_Information_.
■ ■ ■ ■ ■ ■ ■
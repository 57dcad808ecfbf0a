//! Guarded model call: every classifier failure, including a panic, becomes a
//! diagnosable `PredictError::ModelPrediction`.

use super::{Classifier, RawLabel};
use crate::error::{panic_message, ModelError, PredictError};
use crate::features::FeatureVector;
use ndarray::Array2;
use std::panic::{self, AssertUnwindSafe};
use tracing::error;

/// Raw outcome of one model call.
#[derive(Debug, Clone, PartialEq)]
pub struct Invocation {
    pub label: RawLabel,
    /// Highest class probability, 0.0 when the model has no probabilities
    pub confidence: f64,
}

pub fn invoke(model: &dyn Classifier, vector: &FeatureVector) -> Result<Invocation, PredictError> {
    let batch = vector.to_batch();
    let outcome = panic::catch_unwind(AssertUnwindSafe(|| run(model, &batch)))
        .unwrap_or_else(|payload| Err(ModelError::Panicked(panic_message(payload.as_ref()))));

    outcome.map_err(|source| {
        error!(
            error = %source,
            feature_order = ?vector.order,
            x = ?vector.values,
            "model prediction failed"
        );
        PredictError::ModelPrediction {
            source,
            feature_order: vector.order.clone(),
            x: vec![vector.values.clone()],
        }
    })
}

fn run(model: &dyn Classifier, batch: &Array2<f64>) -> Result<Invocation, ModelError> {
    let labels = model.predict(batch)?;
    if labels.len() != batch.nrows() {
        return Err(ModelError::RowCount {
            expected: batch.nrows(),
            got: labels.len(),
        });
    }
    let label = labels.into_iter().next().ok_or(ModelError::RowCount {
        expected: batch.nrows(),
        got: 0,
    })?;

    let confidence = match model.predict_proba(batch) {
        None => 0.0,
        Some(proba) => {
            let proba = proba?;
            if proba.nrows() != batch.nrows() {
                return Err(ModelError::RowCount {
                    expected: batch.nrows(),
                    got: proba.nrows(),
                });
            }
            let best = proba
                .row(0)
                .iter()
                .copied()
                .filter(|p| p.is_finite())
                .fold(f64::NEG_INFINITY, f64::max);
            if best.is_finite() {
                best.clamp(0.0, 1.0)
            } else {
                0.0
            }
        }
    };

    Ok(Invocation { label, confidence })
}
■ ■ ■ ■ ■ ■ ■
_What is required_. Tally up the lines of the listing containing the word "Result". Give only the total.

_Exercise answer_. 2